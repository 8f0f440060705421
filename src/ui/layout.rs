//! Layout management for the TUI.

use ratatui::layout::{Constraint, Direction, Layout as RatatuiLayout, Rect};

/// UI layout areas.
pub struct Layout {
    /// Status bar area (top). Zero-height when the status bar is hidden.
    pub status_area: Rect,
    /// Tab bar area.
    pub tab_area: Rect,
    /// Main content area.
    pub main_area: Rect,
    /// Notification area (overlaid).
    pub notification_area: Rect,
}

impl Layout {
    /// Create a new layout from the terminal area.
    pub fn new(area: Rect, show_status_bar: bool) -> Self {
        let status_height = if show_status_bar { 1 } else { 0 };
        let chunks = RatatuiLayout::default()
            .direction(Direction::Vertical)
            .constraints([
                Constraint::Length(status_height),
                Constraint::Length(1), // Tab bar
                Constraint::Min(0),    // Main content
            ])
            .split(area);

        // Bottom of the main area, clear of the slip summary.
        let notification_area = Rect {
            x: area.x + area.width / 4,
            y: area.y + area.height.saturating_sub(5),
            width: area.width / 2,
            height: 4.min(area.height),
        };

        Self {
            status_area: chunks[0],
            tab_area: chunks[1],
            main_area: chunks[2],
            notification_area,
        }
    }

    /// Split the main area into the event list (left) and the slip (right).
    pub fn events_and_slip(&self) -> (Rect, Rect) {
        let chunks = RatatuiLayout::default()
            .direction(Direction::Horizontal)
            .constraints([Constraint::Percentage(60), Constraint::Percentage(40)])
            .split(self.main_area);
        (chunks[0], chunks[1])
    }
}

/// Create a centered popup area.
pub fn centered_rect(percent_x: u16, percent_y: u16, area: Rect) -> Rect {
    let popup_layout = RatatuiLayout::default()
        .direction(Direction::Vertical)
        .constraints([
            Constraint::Percentage((100 - percent_y) / 2),
            Constraint::Percentage(percent_y),
            Constraint::Percentage((100 - percent_y) / 2),
        ])
        .split(area);

    RatatuiLayout::default()
        .direction(Direction::Horizontal)
        .constraints([
            Constraint::Percentage((100 - percent_x) / 2),
            Constraint::Percentage(percent_x),
            Constraint::Percentage((100 - percent_x) / 2),
        ])
        .split(popup_layout[1])[1]
}

#[cfg(test)]
mod tests {
    use super::*;

    #[test]
    fn test_layout_without_status_bar() {
        let layout = Layout::new(Rect::new(0, 0, 100, 40), false);
        assert_eq!(layout.status_area.height, 0);
        assert_eq!(layout.tab_area.y, 0);
        assert_eq!(layout.main_area.height, 39);
    }

    #[test]
    fn test_events_and_slip_split() {
        let layout = Layout::new(Rect::new(0, 0, 100, 40), true);
        let (events, slip) = layout.events_and_slip();
        assert_eq!(events.width + slip.width, 100);
        assert_eq!(events.height, 38);
        assert!(events.width > slip.width);
    }

    #[test]
    fn test_tiny_terminal_does_not_underflow() {
        let layout = Layout::new(Rect::new(0, 0, 10, 2), true);
        assert!(layout.notification_area.height <= 2);
    }

    #[test]
    fn test_centered_rect_is_inside() {
        let area = Rect::new(0, 0, 100, 50);
        let popup = centered_rect(60, 50, area);
        assert!(popup.x >= 20 && popup.right() <= 80);
        assert!(popup.y >= 12 && popup.bottom() <= 38);
    }
}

———

Required action: Reproduce all the entries above. Match them exactly.

Result for this task:
repository 8f0f440060705421
filename src/ui/layout.rs
//! Layout management for the TUI.

use ratatui::layout::{Constraint, Direction, Layout as RatatuiLayout, Rect};

/// UI layout areas.
pub struct Layout {
    /// Status bar area (top). Zero-height when the status bar is hidden.
    pub status_area: Rect,
    /// Tab bar area.
    pub tab_area: Rect,
    /// Main content area.
    pub main_area: Rect,
    /// Notification area (overlaid).
    pub notification_area: Rect,
}

impl Layout {
    /// Create a new layout from the terminal area.
    pub fn new(area: Rect, show_status_bar: bool) -> Self {
        let status_height = if show_status_bar { 1 } else { 0 };
        let chunks = RatatuiLayout::default()
            .direction(Direction::Vertical)
            .constraints([
                Constraint::Length(status_height),
                Constraint::Length(1), // Tab bar
                Constraint::Min(0),    // Main content
            ])
            .split(area);

        // Bottom of the main area, clear of the slip summary.
        let notification_area = Rect {
            x: area.x + area.width / 4,
            y: area.y + area.height.saturating_sub(5),
            width: area.width / 2,
            height: 4.min(area.height),
        };

        Self {
            status_area: chunks[0],
            tab_area: chunks[1],
            main_area: chunks[2],
            notification_area,
        }
    }

    /// Split the main area into the event list (left) and the slip (right).
    pub fn events_and_slip(&self) -> (Rect, Rect) {
        let chunks = RatatuiLayout::default()
            .direction(Direction::Horizontal)
            .constraints([Constraint::Percentage(60), Constraint::Percentage(40)])
            .split(self.main_area);
        (chunks[0], chunks[1])
    }
}

/// Create a centered popup area.
pub fn centered_rect(percent_x: u16, percent_y: u16, area: Rect) -> Rect {
    let popup_layout = RatatuiLayout::default()
        .direction(Direction::Vertical)
        .constraints([
            Constraint::Percentage((100 - percent_y) / 2),
            Constraint::Percentage(percent_y),
            Constraint::Percentage((100 - percent_y) / 2),
        ])
        .split(area);

    RatatuiLayout::default()
        .direction(Direction::Horizontal)
        .constraints([
            Constraint::Percentage((100 - percent_x) / 2),
            Constraint::Percentage(percent_x),
            Constraint::Percentage((100 - percent_x) / 2),
        ])
        .split(popup_layout[1])[1]
}

#[cfg(test)]
mod tests {
    use super::*;

    #[test]
    fn test_layout_without_status_bar() {
        let layout = Layout::new(Rect::new(0, 0, 100, 40), false);
        assert_eq!(layout.status_area.height, 0);
        assert_eq!(layout.tab_area.y, 0);
        assert_eq!(layout.main_area.height, 39);
    }

    #[test]
    fn test_events_and_slip_split() {
        let layout = Layout::new(Rect::new(0, 0, 100, 40), true);
        let (events, slip) = layout.events_and_slip();
        assert_eq!(events.width + slip.width, 100);
        assert_eq!(events.height, 38);
        assert!(events.width > slip.width);
    }

    #[test]
    fn test_tiny_terminal_does_not_underflow() {
        let layout = Layout::new(Rect::new(0, 0, 10, 2), true);
        assert!(layout.notification_area.height <= 2);
    }

    #[test]
    fn test_centered_rect_is_inside() {
        let area = Rect::new(0, 0, 100, 50);
        let popup = centered_rect(60, 50, area);
        assert!(popup.x >= 20 && popup.right() <= 80);
        assert!(popup.y >= 12 && popup.bottom() <= 38);
    }
}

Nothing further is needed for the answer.